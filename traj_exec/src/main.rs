//! Main trajectory generator executable entry point.
//!
//! # Architecture
//!
//! The general execution methodology consists of:
//!
//!     - Initialise the session, logging and parameters
//!     - Initialise the input source (network or script) and the window server
//!     - Main loop:
//!         - Input acquisition: pose, global path, traffic waypoint
//!         - Trajectory generation
//!         - Window publication
//!         - Archiving
//!         - Cycle management
//!
//! # Modules
//!
//! All modules (e.g. `traj_gen`) shall meet the following requirements:
//!     1. Provide a public struct implementing the `util::module::State` trait.

// ---------------------------------------------------------------------------
// IMPORTS
// ---------------------------------------------------------------------------

// External
use color_eyre::{eyre::WrapErr, Report};
use log::{debug, info, trace, warn};
use std::path::PathBuf;
use std::thread;
use std::time::{Duration, Instant};
use structopt::StructOpt;

// Internal
use comms_if::net::NetParams;
use traj_lib::{
    data_store::DataStore,
    input_client::InputClient,
    traj_gen::{self, path_store::load_lane_csv, PathSource, TrajGen},
    window_server::WindowServer,
};
use util::{
    archive::Archived,
    logger::{logger_init, LevelFilter},
    module::State,
    script_interpreter::{PendingMsgs, ScriptInterpreter},
    session::Session,
};

// ---------------------------------------------------------------------------
// DATA STRUCTURES
// ---------------------------------------------------------------------------

/// Trajectory window generator
#[derive(Debug, StructOpt)]
#[structopt(name = "traj_exec")]
struct Opts {
    /// Replay inputs from this script instead of receiving them over the network
    #[structopt(short, long, parse(from_os_str))]
    script: Option<PathBuf>,
}

// ---------------------------------------------------------------------------
// ENUMERATIONS
// ---------------------------------------------------------------------------

/// Sources of the generator's inputs.
enum InputSource {
    Remote(InputClient),
    Script {
        si: ScriptInterpreter,
        start: Instant,
    },
}

// ---------------------------------------------------------------------------
// FUNCTIONS
// ---------------------------------------------------------------------------

/// Executable main function, entry point.
fn main() -> Result<(), Report> {
    // ---- EARLY INITIALISATION ----

    color_eyre::install()?;

    let opts = Opts::from_args();

    let session = Session::new("traj_exec", "sessions").wrap_err("Failed to create the session")?;

    logger_init(LevelFilter::Trace, &session).wrap_err("Failed to initialise logging")?;

    info!("Trajectory Window Generator\n");
    info!("Session directory: {:?}\n", session.session_root);
    debug!("CLI options: {:?}", opts);

    // ---- LOAD PARAMETERS ----

    let net_params: NetParams =
        util::params::load("net.toml").wrap_err("Could not load net params")?;

    let traj_gen_params: traj_gen::Params =
        util::params::load("traj_gen.toml").wrap_err("Could not load TrajGen params")?;

    info!("Exec parameters loaded");

    let cycle_period_s = traj_gen_params.cycle_period_s();
    let cycle_frequency_hz = traj_gen_params.cycle_frequency_hz;

    // Path loaded from file is given to TrajGen on the first cycle
    let mut file_lane = match traj_gen_params.path_source {
        PathSource::Network => {
            info!("Global path will be received over the network");
            None
        }
        PathSource::File(ref path) => {
            let lane = load_lane_csv(path, traj_gen_params.file_path_speed_ms)
                .wrap_err_with(|| format!("Failed to load the global path from {:?}", path))?;
            info!("Loaded global path of {} waypoints from {:?}", lane.len(), path);
            Some(lane)
        }
    };

    // ---- INITIALISE DATASTORE ----

    info!("Initialising modules...");

    let mut ds = DataStore::default();

    // ---- INITIALISE MODULES ----

    let mut traj_gen =
        TrajGen::init(traj_gen_params, Some(&session)).wrap_err("Failed to initialise TrajGen")?;
    info!("TrajGen init complete");

    info!("Module initialisation complete\n");

    // ---- INITIALISE NETWORK ----

    info!("Initialising network");

    let zmq_ctx = comms_if::net::zmq::Context::new();

    let mut input_source = match opts.script {
        Some(ref path) => {
            info!("Loading script from {:?}", path);

            let si = ScriptInterpreter::new(path).wrap_err("Failed to load script")?;

            info!(
                "Loaded script lasts {:.02} s and contains {} messages\n",
                si.get_duration(),
                si.get_num_msgs()
            );

            InputSource::Script {
                si,
                start: Instant::now(),
            }
        }
        None => {
            let c = InputClient::new(&zmq_ctx, &net_params)
                .wrap_err("Failed to initialise the InputClient")?;
            info!("InputClient initialised");
            InputSource::Remote(c)
        }
    };

    let mut window_server = {
        let s = WindowServer::new(&zmq_ctx, &net_params)
            .wrap_err("Failed to initialise WindowServer")?;
        info!("WindowServer initialised");
        s
    };

    info!("Network initialisation complete");

    // ---- MAIN LOOP ----

    info!("Begining main loop\n");

    loop {
        // Get cycle start time
        let cycle_start_instant = Instant::now();

        // Clear items that need wiping at the start of the cycle
        ds.cycle_start(cycle_frequency_hz);

        // ---- DATA INPUT ----

        match input_source {
            InputSource::Remote(ref client) => {
                ds.traj_gen_input = client.take_inputs();
                if client.shutdown_requested() {
                    ds.shutdown = true;
                }
            }
            InputSource::Script {
                ref mut si,
                ref start,
            } => match si.get_pending(start.elapsed().as_secs_f64()) {
                PendingMsgs::None => (),
                PendingMsgs::Some(msgs) => {
                    for msg in msgs {
                        ds.apply_input_msg(msg);
                    }
                }
                PendingMsgs::EndOfScript => {
                    info!("End of input script reached, stopping");
                    ds.shutdown = true;
                }
            },
        }

        if let Some(lane) = file_lane.take() {
            ds.traj_gen_input.lane = Some(lane);
        }

        // Stop between cycles so a partial window is never published
        if ds.shutdown {
            break;
        }

        // ---- TRAJECTORY GENERATION ----

        // On error the last good window is kept and republished below
        ds.apply_traj_gen_result(traj_gen.proc(&ds.traj_gen_input));

        trace!("TrajGen status: {:?}", ds.traj_gen_status_rpt);

        if ds.is_1_hz_cycle {
            debug!(
                "TrajGen {:?}: closest waypoint {:?}, {} waypoints, {:?}",
                ds.traj_gen_status_rpt.mode,
                ds.traj_gen_status_rpt.closest_idx,
                ds.traj_gen_status_rpt.window_len,
                ds.traj_gen_status_rpt.profile
            );
        }

        // ---- WINDOW PUBLICATION ----

        if let Some(ref w) = ds.traj_window {
            if let Err(e) = window_server.send(w) {
                warn!("WindowServer error: {}", e);
            }
        }

        // ---- WRITE ARCHIVES ----

        if let Err(e) = traj_gen.write() {
            warn!("Could not write TrajGen archive: {}", e);
        }

        // ---- CYCLE MANAGEMENT ----

        let cycle_dur = Instant::now() - cycle_start_instant;

        // Get sleep duration
        match Duration::from_secs_f64(cycle_period_s).checked_sub(cycle_dur) {
            Some(d) => {
                ds.num_consec_cycle_overruns = 0;
                thread::sleep(d);
            }
            None => {
                warn!(
                    "Cycle overran by {:.06} s",
                    cycle_dur.as_secs_f64() - cycle_period_s
                );
                ds.num_consec_cycle_overruns += 1;
            }
        }

        ds.cycle_end();
    }

    // ---- SHUTDOWN ----

    info!("End of execution after {} cycles", ds.num_cycles);

    Ok(())
}
//! # Pose message

use nalgebra::{UnitQuaternion, Vector2, Vector3};
use serde::{Deserialize, Serialize};

/// A position and attitude in the map frame.
#[derive(Debug, Copy, Clone, PartialEq, Serialize, Deserialize)]
pub struct Pose {
    /// The position in the map frame
    pub position_m: Vector3<f64>,

    /// The attitude in the map frame. This is a quaternion that will rotate an object from the
    /// map frame into the body frame.
    pub attitude_q: UnitQuaternion<f64>,
}

impl Pose {
    /// Create a pose on the ground plane at the given position and heading.
    pub fn from_xy_heading(x_m: f64, y_m: f64, heading_rad: f64) -> Self {
        Self {
            position_m: Vector3::new(x_m, y_m, 0.0),
            attitude_q: UnitQuaternion::from_euler_angles(0.0, 0.0, heading_rad),
        }
    }

    /// Return the position projected onto the XY plane.
    pub fn position2(&self) -> Vector2<f64> {
        self.position_m.xy()
    }

    /// Return the heading (angle to the positive X axis) in radians, in the range [-pi, pi].
    pub fn get_heading(&self) -> f64 {
        self.attitude_q.euler_angles().2
    }
}
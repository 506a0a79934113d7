//! Window extraction

use comms_if::msg::Waypoint;

/// Return up to `count` consecutive waypoints starting at `start`.
///
/// Unlike localisation the window never wraps around the end of the path, close to the end it is
/// simply shorter. A `start` beyond the end gives an empty window.
pub fn extract(waypoints: &[Waypoint], start: usize, count: usize) -> &[Waypoint] {
    let len = waypoints.len();
    let begin = start.min(len);
    let end = start.saturating_add(count).min(len);

    &waypoints[begin..end]
}

#[cfg(test)]
mod test {
    use super::*;

    fn waypoints(n: usize) -> Vec<Waypoint> {
        (0..n).map(|i| Waypoint::new(i as f64, 0.0, 0.0, 1.0)).collect()
    }

    #[test]
    fn test_full_window() {
        let wps = waypoints(300);
        let win = extract(&wps, 10, 200);

        assert_eq!(win.len(), 200);
        assert_eq!(win[0], wps[10]);
        assert_eq!(win[199], wps[209]);
    }

    #[test]
    fn test_no_wraparound() {
        let wps = waypoints(10);
        let win = extract(&wps, 5, 200);

        assert_eq!(win.len(), 5);
        assert_eq!(win[0], wps[5]);
        assert_eq!(win[4], wps[9]);
    }

    #[test]
    fn test_out_of_range() {
        let wps = waypoints(10);
        assert!(extract(&wps, 10, 5).is_empty());
        assert!(extract(&wps, 50, 5).is_empty());
        assert_eq!(extract(&wps, 3, usize::MAX).len(), 7);
    }
}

== Assignment ==
Return, from the material above, each line holding the string "Could".

== Response box ==
        util::params::load("net.toml").wrap_err("Could not load net params")?;
        util::params::load("traj_gen.toml").wrap_err("Could not load TrajGen params")?;
            warn!("Could not write TrajGen archive: {}", e);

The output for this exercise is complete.